The results had been scheduled for 6.30 p.m.

At first the crowd got giddy with anticipation – a number of not terribly successful Mexican waves were attempted, as if to pass the time. And at around 7.10 p.m., when a well-dressed man who could have been a judge walked onto the stage, the crowd thought finally: The results are here!

They were wrong.

It was just a man who chose to use the stage as a shortcut, and walked off the other side in a matter of seconds. The crowd had been cruelly tricked – and they didn’t like it.

People started booing.

But at 7.30 p.m., the results came.

And when they did finally come, the team from the Academy School, in Birmingham, England, could have been waiting for ten hours, and they still wouldn’t have cared: They were the new Senior Ladies Figure Dancing World Champions.

The Academy had only been open for two years – and the ladies on the winning team told IrishCentral.com after giving another performance of their dance, “The Viking,” that they owed it all to their teachers, Byron Tuttle and Ed Searle.

Becky Purnell, 20, said she was “excited, so ecstatic,” and added that most of the credit should go to their teachers.

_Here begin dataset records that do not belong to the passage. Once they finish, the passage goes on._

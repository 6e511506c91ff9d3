// ⚙️ Configuration - where the stores, outputs and log live
//
// Every section is optional; defaults reproduce the `dev/` layout:
//
//   [source]        path, students_table, courses_table, jobs_table
//   [clean_store]   path, table
//   [outputs]       csv_mirror, changelog
//   [logging]       file, level, console, append
//   [validation]    max_dropped_ratio

use crate::error::ConfigError;
use crate::source::SourceTables;
use serde::Deserialize;
use std::fs;
use std::path::{Path, PathBuf};

#[derive(Debug, Clone, Default, PartialEq, Deserialize)]
#[serde(deny_unknown_fields)]
pub struct ReconcileConfig {
    #[serde(default)]
    pub source: SourceConfig,
    #[serde(default)]
    pub clean_store: CleanStoreConfig,
    #[serde(default)]
    pub outputs: OutputsConfig,
    #[serde(default)]
    pub logging: LoggingConfig,
    #[serde(default)]
    pub validation: ValidationConfig,
}

// ---------------------------------------------------------------------------
// Sections
// ---------------------------------------------------------------------------

#[derive(Debug, Clone, PartialEq, Deserialize)]
#[serde(default)]
pub struct SourceConfig {
    pub path: PathBuf,
    pub students_table: String,
    pub courses_table: String,
    pub jobs_table: String,
}

impl Default for SourceConfig {
    fn default() -> Self {
        let tables = SourceTables::default();
        SourceConfig {
            path: PathBuf::from("dev/cademycode.db"),
            students_table: tables.students,
            courses_table: tables.courses,
            jobs_table: tables.jobs,
        }
    }
}

impl SourceConfig {
    pub fn tables(&self) -> SourceTables {
        SourceTables {
            students: self.students_table.clone(),
            courses: self.courses_table.clone(),
            jobs: self.jobs_table.clone(),
        }
    }
}

#[derive(Debug, Clone, PartialEq, Deserialize)]
#[serde(default)]
pub struct CleanStoreConfig {
    pub path: PathBuf,
    pub table: String,
}

impl Default for CleanStoreConfig {
    fn default() -> Self {
        CleanStoreConfig {
            path: PathBuf::from("dev/cademycode_clean.db"),
            table: "student_info".to_string(),
        }
    }
}

#[derive(Debug, Clone, PartialEq, Deserialize)]
#[serde(default)]
pub struct OutputsConfig {
    pub csv_mirror: PathBuf,
    pub changelog: PathBuf,
}

impl Default for OutputsConfig {
    fn default() -> Self {
        OutputsConfig {
            csv_mirror: PathBuf::from("dev/student_info_cleansed.csv"),
            changelog: PathBuf::from("changelog.md"),
        }
    }
}

#[derive(Debug, Clone, PartialEq, Deserialize)]
#[serde(default)]
pub struct LoggingConfig {
    pub file: PathBuf,
    /// EnvFilter directive; `RUST_LOG` wins when set
    pub level: String,
    /// Also print log lines to stderr
    pub console: bool,
    /// Keep earlier runs in the log file instead of truncating it
    pub append: bool,
}

impl Default for LoggingConfig {
    fn default() -> Self {
        LoggingConfig {
            file: PathBuf::from("clean_db.log"),
            level: "info".to_string(),
            console: false,
            append: false,
        }
    }
}

#[derive(Debug, Clone, PartialEq, Deserialize)]
#[serde(default)]
pub struct ValidationConfig {
    /// Advisory threshold for identity-gap drops per delta
    pub max_dropped_ratio: f64,
}

impl Default for ValidationConfig {
    fn default() -> Self {
        ValidationConfig {
            max_dropped_ratio: 0.25,
        }
    }
}

// ---------------------------------------------------------------------------
// Loading
// ---------------------------------------------------------------------------

impl ReconcileConfig {
    pub fn from_toml(input: &str) -> Result<Self, ConfigError> {
        let config: ReconcileConfig = toml::from_str(input)?;
        config.validate()?;
        Ok(config)
    }

    pub fn from_file(path: &Path) -> Result<Self, ConfigError> {
        let text = fs::read_to_string(path).map_err(|source| ConfigError::Read {
            path: path.display().to_string(),
            source,
        })?;
        Self::from_toml(&text)
    }

    /// Explicit path must exist; without one, `reconcile.toml` is used if
    /// present, else the defaults.
    pub fn load_or_default(path: Option<&Path>) -> Result<Self, ConfigError> {
        match path {
            Some(path) => Self::from_file(path),
            None => {
                let default_path = Path::new("reconcile.toml");
                if default_path.exists() {
                    Self::from_file(default_path)
                } else {
                    Ok(Self::default())
                }
            }
        }
    }

    pub fn validate(&self) -> Result<(), ConfigError> {
        let identifiers = [
            ("source.students_table", &self.source.students_table),
            ("source.courses_table", &self.source.courses_table),
            ("source.jobs_table", &self.source.jobs_table),
            ("clean_store.table", &self.clean_store.table),
        ];
        for (key, value) in identifiers {
            if !is_sql_identifier(value) {
                return Err(ConfigError::Invalid(format!(
                    "{} must be a plain SQL identifier (letters, digits, underscore), got '{}'",
                    key, value
                )));
            }
        }

        let ratio = self.validation.max_dropped_ratio;
        if !(0.0..=1.0).contains(&ratio) {
            return Err(ConfigError::Invalid(format!(
                "validation.max_dropped_ratio must be between 0 and 1, got {}",
                ratio
            )));
        }

        if self.clean_store.path == self.source.path {
            return Err(ConfigError::Invalid(
                "clean_store.path must differ from source.path".to_string(),
            ));
        }

        Ok(())
    }
}

fn is_sql_identifier(name: &str) -> bool {
    let mut chars = name.chars();
    match chars.next() {
        Some(c) if c.is_ascii_alphabetic() || c == '_' => {}
        _ => return false,
    }
    chars.all(|c| c.is_ascii_alphanumeric() || c == '_')
}

#[cfg(test)]
mod tests {
    use super::*;

    #[test]
    fn test_empty_config_uses_defaults() {
        let config = ReconcileConfig::from_toml("").unwrap();

        assert_eq!(config, ReconcileConfig::default());
        assert_eq!(config.source.path, PathBuf::from("dev/cademycode.db"));
        assert_eq!(config.clean_store.table, "student_info");
        assert_eq!(config.outputs.changelog, PathBuf::from("changelog.md"));
        assert_eq!(config.logging.file, PathBuf::from("clean_db.log"));
        assert!(!config.logging.append);
        assert_eq!(config.validation.max_dropped_ratio, 0.25);
    }

    #[test]
    fn test_partial_sections() {
        let config = ReconcileConfig::from_toml(
            r#"
[clean_store]
path = "/tmp/clean.db"

[validation]
max_dropped_ratio = 0.5
"#,
        )
        .unwrap();

        assert_eq!(config.clean_store.path, PathBuf::from("/tmp/clean.db"));
        assert_eq!(config.clean_store.table, "student_info");
        assert_eq!(config.validation.max_dropped_ratio, 0.5);
        assert_eq!(config.source.tables(), SourceTables::default());
    }

    #[test]
    fn test_rejects_unsafe_table_name() {
        let err = ReconcileConfig::from_toml(
            r#"
[clean_store]
table = "student_info; DROP TABLE x"
"#,
        )
        .unwrap_err();

        assert!(matches!(err, ConfigError::Invalid(_)));
        assert!(err.to_string().contains("clean_store.table"));
    }

    #[test]
    fn test_rejects_ratio_out_of_range() {
        let err = ReconcileConfig::from_toml("[validation]\nmax_dropped_ratio = 1.5\n").unwrap_err();

        assert!(matches!(err, ConfigError::Invalid(_)));
    }

    #[test]
    fn test_rejects_unknown_section_and_bad_toml() {
        assert!(matches!(
            ReconcileConfig::from_toml("[sources]\npath = \"x\"\n"),
            Err(ConfigError::Parse(_))
        ));
        assert!(matches!(
            ReconcileConfig::from_toml("[source\n"),
            Err(ConfigError::Parse(_))
        ));
    }

    #[test]
    fn test_missing_explicit_file() {
        let err = ReconcileConfig::load_or_default(Some(Path::new("/nonexistent/reconcile.toml")))
            .unwrap_err();

        assert!(matches!(err, ConfigError::Read { .. }));
    }
}
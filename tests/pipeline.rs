// End-to-end runs over real SQLite source/clean stores in a temp directory.

use chrono::NaiveDate;
use enrollment_reconcile::{
    Changelog, CleanStore, OutputPaths, ReconcileConfig, Reconciler, RunLogSink, RunOutcome,
    SemVer, SqliteCleanStore, SqliteSource,
};
use rusqlite::Connection;
use std::fs;
use std::path::Path;
use tempfile::TempDir;

const SCHEMA: &str = "
CREATE TABLE cademycode_students (
    uuid INTEGER, name TEXT, dob TEXT, sex TEXT, contact_info TEXT,
    job_id TEXT, num_course_taken TEXT, current_career_path_id TEXT, time_spent_hrs TEXT
);
CREATE TABLE cademycode_courses (career_path_id INTEGER, career_path_name TEXT, hours_to_complete INTEGER);
CREATE TABLE cademycode_student_jobs (job_id INTEGER, job_category TEXT, avg_salary INTEGER);
INSERT INTO cademycode_courses VALUES (1, 'data scientist', 20), (2, 'data engineer', 20);
INSERT INTO cademycode_student_jobs VALUES
    (1, 'analytics', 86000), (2, 'engineer', 101000), (2, 'engineer', 101000);
";

fn add_student(source: &Path, uuid: i64, dob: &str, job_id: Option<&str>, courses: Option<&str>, path: Option<&str>) {
    let conn = Connection::open(source).unwrap();
    let contact = format!(
        "{{\"mailing_address\": \"{} Crescent Fair, Shoals, Indiana, 37439\", \"email\": \"student{}@example.com\"}}",
        uuid, uuid
    );
    conn.execute(
        "INSERT INTO cademycode_students VALUES (?1, ?2, ?3, 'F', ?4, ?5, ?6, ?7, '4.5')",
        rusqlite::params![uuid, format!("Student {}", uuid), dob, contact, job_id, courses, path],
    )
    .unwrap();
}

struct Pipeline {
    _dir: TempDir,
    config: ReconcileConfig,
}

impl Pipeline {
    fn new() -> Self {
        let dir = tempfile::tempdir().unwrap();
        let toml = format!(
            r#"
[source]
path = "{root}/dev/cademycode.db"

[clean_store]
path = "{root}/dev/cademycode_clean.db"

[outputs]
csv_mirror = "{root}/dev/student_info_cleansed.csv"
changelog = "{root}/changelog.md"

[logging]
file = "{root}/clean_db.log"
"#,
            root = dir.path().display()
        );
        let config = ReconcileConfig::from_toml(&toml).unwrap();

        fs::create_dir_all(dir.path().join("dev")).unwrap();
        Connection::open(&config.source.path)
            .unwrap()
            .execute_batch(SCHEMA)
            .unwrap();

        Pipeline { _dir: dir, config }
    }

    fn store(&self) -> SqliteCleanStore {
        SqliteCleanStore::new(&self.config.clean_store.path, &self.config.clean_store.table)
    }

    fn run(&self) -> Result<RunOutcome, enrollment_reconcile::ReconcileError> {
        let sink = RunLogSink::open(&self.config.logging).unwrap();
        let source = SqliteSource::new(&self.config.source.path, self.config.source.tables());
        let mut store = self.store();
        let outputs = OutputPaths {
            csv_mirror: self.config.outputs.csv_mirror.clone(),
            changelog: self.config.outputs.changelog.clone(),
        };

        Reconciler::new(&source, &mut store, outputs, NaiveDate::from_ymd_opt(2024, 1, 1).unwrap())
            .with_table_label(&self.config.clean_store.table)
            .run_with_sink(sink.dispatch())
    }

    fn changelog(&self) -> String {
        fs::read_to_string(&self.config.outputs.changelog).unwrap_or_default()
    }
}

#[test]
fn test_incremental_runs() {
    let pipeline = Pipeline::new();
    let source = pipeline.config.source.path.clone();

    add_student(&source, 1, "1943-07-03", Some("1.0"), Some("6.0"), Some("1.0"));
    add_student(&source, 2, "1991-02-07", Some("1.0"), Some("2.0"), None);
    // no num_course_taken: dropped, never stored
    add_student(&source, 3, "1985-11-20", Some("1.0"), None, Some("2.0"));

    // First run
    let outcome = pipeline.run().unwrap();
    let summary = outcome.summary().unwrap();
    assert!(summary.first_run);
    assert_eq!(summary.rows_appended, 2);
    assert_eq!(summary.identity_gaps.len(), 1);
    assert_eq!(summary.version, Some(SemVer::new(0, 0, 0)));

    let stored = pipeline.store().read_all().unwrap();
    assert_eq!(stored.len(), 2);
    assert_eq!(stored[0].age, 80);
    assert_eq!(stored[0].age_group, 80);
    assert_eq!(stored[0].street, "1 Crescent Fair");
    // missing career path joins the "no path" sentinel
    assert_eq!(stored[1].career_path_id, Some(0));
    assert_eq!(stored[1].career_path_name.as_deref(), Some("no path"));
    assert_eq!(stored[1].hours_to_complete, Some(0));

    // Nothing new: byte-identical outputs
    let csv_before = fs::read(&pipeline.config.outputs.csv_mirror).unwrap();
    let changelog_before = pipeline.changelog();
    assert!(matches!(pipeline.run().unwrap(), RunOutcome::NoNewData { .. }));
    assert_eq!(fs::read(&pipeline.config.outputs.csv_mirror).unwrap(), csv_before);
    assert_eq!(pipeline.changelog(), changelog_before);

    // One new student
    add_student(&source, 4, "2000-01-01", Some("1.0"), Some("1.0"), Some("2.0"));
    let outcome = pipeline.run().unwrap();
    let summary = outcome.summary().unwrap();
    assert!(!summary.first_run);
    assert_eq!(summary.rows_appended, 1);
    assert_eq!(summary.total_rows, 3);
    assert_eq!(summary.version, Some(SemVer::new(0, 0, 1)));

    let csv = fs::read_to_string(&pipeline.config.outputs.csv_mirror).unwrap();
    assert_eq!(csv.lines().count(), 4);

    let log = Changelog::parse(&pipeline.changelog());
    assert_eq!(log.entries.len(), 2);
    assert_eq!(log.entries[0].rows_added(), Some(1));
    assert_eq!(log.entries[1].rows_added(), Some(2));

    let run_log = fs::read_to_string(&pipeline.config.logging.file).unwrap();
    assert!(run_log.contains("reconcile"));
    assert!(run_log.contains("changelog updated"));
}

#[test]
fn test_duplicate_job_key_aborts_second_run() {
    let pipeline = Pipeline::new();
    let source = pipeline.config.source.path.clone();

    add_student(&source, 1, "1990-01-01", Some("1.0"), Some("1.0"), Some("1.0"));
    pipeline.run().unwrap();

    // job 2 appears twice in the jobs relation (exact duplicate), so the
    // cleanser collapses it and the merge stays one row per student
    add_student(&source, 2, "1990-01-01", Some("2.0"), Some("1.0"), Some("1.0"));
    let outcome = pipeline.run().unwrap();
    assert_eq!(outcome.summary().unwrap().rows_appended, 1);

    // a non-identical duplicate survives cleansing and fans out
    Connection::open(&source)
        .unwrap()
        .execute("INSERT INTO cademycode_student_jobs VALUES (1, 'analytics', 90000)", [])
        .unwrap();
    add_student(&source, 3, "1990-01-01", Some("1.0"), Some("1.0"), Some("1.0"));

    let changelog_before = pipeline.changelog();
    let err = pipeline.run().unwrap_err();

    assert!(err.is_validation_abort());
    assert_eq!(pipeline.store().count().unwrap(), 2);
    assert_eq!(pipeline.changelog(), changelog_before);
}

#[test]
fn test_unreadable_clean_store_degrades_to_first_run_then_fails_on_write() {
    let pipeline = Pipeline::new();
    add_student(&pipeline.config.source.path, 1, "1990-01-01", Some("1.0"), Some("1.0"), Some("1.0"));
    fs::write(&pipeline.config.clean_store.path, vec![b'x'; 4096]).unwrap();

    let err = pipeline.run().unwrap_err();

    assert!(!err.is_validation_abort());
    assert!(matches!(err, enrollment_reconcile::ReconcileError::Store(_)));
    assert!(pipeline.changelog().is_empty());
}

#[test]
fn test_mirror_failure_leaves_store_and_changelog_untouched() {
    let pipeline = Pipeline::new();
    add_student(&pipeline.config.source.path, 1, "1990-01-01", Some("1.0"), Some("1.0"), Some("1.0"));
    pipeline.run().unwrap();
    let changelog_before = pipeline.changelog();

    add_student(&pipeline.config.source.path, 2, "1991-01-01", Some("1.0"), Some("1.0"), Some("1.0"));
    let mirror = &pipeline.config.outputs.csv_mirror;
    fs::remove_file(mirror).unwrap();
    fs::create_dir(mirror).unwrap();

    let err = pipeline.run().unwrap_err();

    assert!(matches!(err, enrollment_reconcile::ReconcileError::Mirror(_)));
    assert_eq!(pipeline.store().count().unwrap(), 1);
    assert_eq!(pipeline.changelog(), changelog_before);

    // the rerun picks up the same delta
    fs::remove_dir(mirror).unwrap();
    let summary = pipeline.run().unwrap().summary().cloned().unwrap();
    assert_eq!(summary.rows_appended, 1);
    assert_eq!(summary.version, Some(SemVer::new(0, 0, 1)));
    assert_eq!(fs::read_to_string(mirror).unwrap().lines().count(), 3);
}
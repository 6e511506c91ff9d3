// Entity Models - the three source relations and their cleansers
//
// Each entity has:
// - A record type as read from the source store
// - A pure cleanser (no I/O, deterministic)

pub mod course;
pub mod job;
pub mod student;

pub use course::{cleanse_courses, CourseRecord, NO_PATH_ID};
pub use job::{cleanse_jobs, JobRecord};
pub use student::{
    cleanse_students, CleanStudentRecord, IdentityGap, RawStudentRecord, StudentCleanse,
};

use serde::Serialize;
use sha2::{Digest, Sha256};

/// SHA-256 over the JSON form of each record, one per line.
/// Two batches with the same fingerprint are byte-for-byte identical.
pub fn fingerprint<T: Serialize>(records: &[T]) -> Result<String, serde_json::Error> {
    let mut hasher = Sha256::new();
    for record in records {
        hasher.update(serde_json::to_vec(record)?);
        hasher.update(b"\n");
    }
    Ok(format!("{:x}", hasher.finalize()))
}
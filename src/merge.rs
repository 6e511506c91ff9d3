// 🔗 Merge Engine - one denormalized row per student
//
//   students ⟕ courses  ON current_career_path_id = career_path_id
//            ⟕ jobs     ON job_id = job_id
//
// Left outer: a student without a matching course/job keeps its row with
// nulls on the right side. Non-unique right keys are NOT collapsed here: every
// match is emitted so the validation harness sees the fan-out.

use crate::entities::{CleanStudentRecord, CourseRecord, JobRecord};
use chrono::NaiveDate;
use rusqlite::types::Value;
use serde::{Deserialize, Serialize};
use std::collections::HashMap;
use tracing::warn;

// ============================================================================
// MERGED RECORD
// ============================================================================

/// Field order matches `schema::MERGED_COLUMNS`.
#[derive(Debug, Clone, PartialEq, Serialize, Deserialize)]
pub struct MergedStudentRecord {
    pub uuid: String,
    pub name: Option<String>,
    pub dob: NaiveDate,
    pub sex: Option<String>,
    pub job_id: f64,
    pub num_course_taken: f64,
    pub current_career_path_id: f64,
    pub time_spent_hrs: f64,
    pub age: i64,
    pub age_group: i64,
    pub email: Option<String>,
    pub street: String,
    pub city: String,
    pub state: String,
    pub zipcode: String,
    pub career_path_id: Option<i64>,
    pub career_path_name: Option<String>,
    pub hours_to_complete: Option<i64>,
    pub job_category: Option<String>,
    pub avg_salary: Option<f64>,
}

impl MergedStudentRecord {
    fn join(
        student: &CleanStudentRecord,
        course: Option<&CourseRecord>,
        job: Option<&JobRecord>,
    ) -> Self {
        MergedStudentRecord {
            uuid: student.uuid.clone(),
            name: student.name.clone(),
            dob: student.dob,
            sex: student.sex.clone(),
            job_id: student.job_id,
            num_course_taken: student.num_course_taken,
            current_career_path_id: student.current_career_path_id,
            time_spent_hrs: student.time_spent_hrs,
            age: student.age,
            age_group: student.age_group,
            email: student.email.clone(),
            street: student.street.clone(),
            city: student.city.clone(),
            state: student.state.clone(),
            zipcode: student.zipcode.clone(),
            career_path_id: course.map(|c| c.career_path_id),
            career_path_name: course.and_then(|c| c.career_path_name.clone()),
            hours_to_complete: course.and_then(|c| c.hours_to_complete),
            job_category: job.and_then(|j| j.job_category.clone()),
            avg_salary: job.and_then(|j| j.avg_salary),
        }
    }

    /// Storage values in column order. Missing data becomes `Value::Null`.
    pub fn to_row(&self) -> Vec<Value> {
        fn text(v: &Option<String>) -> Value {
            v.clone().map(Value::Text).unwrap_or(Value::Null)
        }

        vec![
            Value::Text(self.uuid.clone()),
            text(&self.name),
            Value::Text(self.dob.format("%Y-%m-%d").to_string()),
            text(&self.sex),
            Value::Real(self.job_id),
            Value::Real(self.num_course_taken),
            Value::Real(self.current_career_path_id),
            Value::Real(self.time_spent_hrs),
            Value::Integer(self.age),
            Value::Integer(self.age_group),
            text(&self.email),
            Value::Text(self.street.clone()),
            Value::Text(self.city.clone()),
            Value::Text(self.state.clone()),
            Value::Text(self.zipcode.clone()),
            self.career_path_id.map(Value::Integer).unwrap_or(Value::Null),
            text(&self.career_path_name),
            self.hours_to_complete.map(Value::Integer).unwrap_or(Value::Null),
            text(&self.job_category),
            self.avg_salary.map(Value::Real).unwrap_or(Value::Null),
        ]
    }
}

// ============================================================================
// JOIN
// ============================================================================

/// Float reference → integer join key. Non-integral values never match.
fn join_key(value: f64) -> Option<i64> {
    if value.is_finite() && value.fract() == 0.0 {
        Some(value as i64)
    } else {
        None
    }
}

fn index_by<T, F: Fn(&T) -> i64>(rows: &[T], key: F) -> HashMap<i64, Vec<&T>> {
    let mut index: HashMap<i64, Vec<&T>> = HashMap::new();
    for row in rows {
        index.entry(key(row)).or_default().push(row);
    }
    index
}

fn duplicated_keys<T>(index: &HashMap<i64, Vec<&T>>) -> Vec<i64> {
    let mut keys: Vec<i64> = index
        .iter()
        .filter(|(_, rows)| rows.len() > 1)
        .map(|(key, _)| *key)
        .collect();
    keys.sort_unstable();
    keys
}

/// Left-join cleansed students to courses, then to jobs.
pub fn merge_students(
    students: &[CleanStudentRecord],
    courses: &[CourseRecord],
    jobs: &[JobRecord],
) -> Vec<MergedStudentRecord> {
    let course_index = index_by(courses, |c| c.career_path_id);
    let job_index = index_by(jobs, |j| j.job_id);

    let dup_courses = duplicated_keys(&course_index);
    if !dup_courses.is_empty() {
        warn!(keys = ?dup_courses, "course catalog has non-unique career_path_id, join will fan out");
    }
    let dup_jobs = duplicated_keys(&job_index);
    if !dup_jobs.is_empty() {
        warn!(keys = ?dup_jobs, "job catalog has non-unique job_id, join will fan out");
    }

    let mut merged = Vec::with_capacity(students.len());

    for student in students {
        let course_matches: Vec<Option<&CourseRecord>> = join_key(student.current_career_path_id)
            .and_then(|key| course_index.get(&key))
            .map(|rows| rows.iter().map(|c| Some(*c)).collect())
            .unwrap_or_else(|| vec![None]);

        let job_matches: Vec<Option<&JobRecord>> = join_key(student.job_id)
            .and_then(|key| job_index.get(&key))
            .map(|rows| rows.iter().map(|j| Some(*j)).collect())
            .unwrap_or_else(|| vec![None]);

        for course in &course_matches {
            for job in &job_matches {
                merged.push(MergedStudentRecord::join(student, *course, *job));
            }
        }
    }

    merged
}

// ============================================================================
// TESTS
// ============================================================================
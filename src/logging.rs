// 📝 Run Log Sink - tracing subscriber scoped to one reconciliation run
//
// Not installed globally: the orchestrator runs inside
// `tracing::dispatcher::with_default(sink.dispatch(), ..)`, so each run (and
// each test) gets its own log file. Dropping the sink flushes the writer.

use crate::config::LoggingConfig;
use anyhow::{Context, Result};
use std::fs::{self, OpenOptions};
use tracing::Dispatch;
use tracing_appender::non_blocking::WorkerGuard;
use tracing_subscriber::{fmt, prelude::*, EnvFilter};

pub struct RunLogSink {
    dispatch: Dispatch,
    _guard: Option<WorkerGuard>,
}

impl RunLogSink {
    pub fn open(config: &LoggingConfig) -> Result<Self> {
        if let Some(parent) = config.file.parent().filter(|p| !p.as_os_str().is_empty()) {
            fs::create_dir_all(parent)
                .with_context(|| format!("Failed to create log directory {:?}", parent))?;
        }

        let file = OpenOptions::new()
            .create(true)
            .write(true)
            .append(config.append)
            .truncate(!config.append)
            .open(&config.file)
            .with_context(|| format!("Failed to open log file {:?}", config.file))?;
        let (writer, guard) = tracing_appender::non_blocking(file);

        let filter = match EnvFilter::try_from_default_env() {
            Ok(filter) => filter,
            Err(_) => EnvFilter::try_new(&config.level)
                .with_context(|| format!("Invalid log level '{}'", config.level))?,
        };

        let file_layer = fmt::layer().with_writer(writer).with_ansi(false);
        let console_layer = config
            .console
            .then(|| fmt::layer().with_writer(std::io::stderr));

        let subscriber = tracing_subscriber::registry()
            .with(filter)
            .with(file_layer)
            .with(console_layer);

        Ok(RunLogSink {
            dispatch: Dispatch::new(subscriber),
            _guard: Some(guard),
        })
    }

    /// Discards everything.
    pub fn disabled() -> Self {
        RunLogSink {
            dispatch: Dispatch::none(),
            _guard: None,
        }
    }

    pub fn dispatch(&self) -> &Dispatch {
        &self.dispatch
    }
}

When asked how she felt, 16-year-old Sinead Laverty replied in a strong English accent, “It’s good, 'innit!”

Fate had brought one member of the team to Worlds. Claire Kenney is from Cleveland, Ohio, but is studying a semester aboard this year at University College in London. A biology student at Johns Hopkins,  Kenney didn’t want to let her trip abroad get in the way of her Irish dancing, so she got in touch with the Academy School, and made the journey from London – which can take up to two hours – three times a week.  The team adopted her as one of their own, and soon she was just one of the girls.

Like Kenney, Tuttle is also an American living in England. His mother, Kelly Tuttle, from Columbus Ohio, told IrishCentral.com: “I couldn’t be more proud of him. He loves Irish dancing and he loves teaching with a passion.”

Tuttle said he had been working in Birmingham for two years, where he teaches Irish dancing with Searle seven days a week.

“We were placed second last year, which was good,” he said. “But this is great. Honestly, this is what we have all worked for.”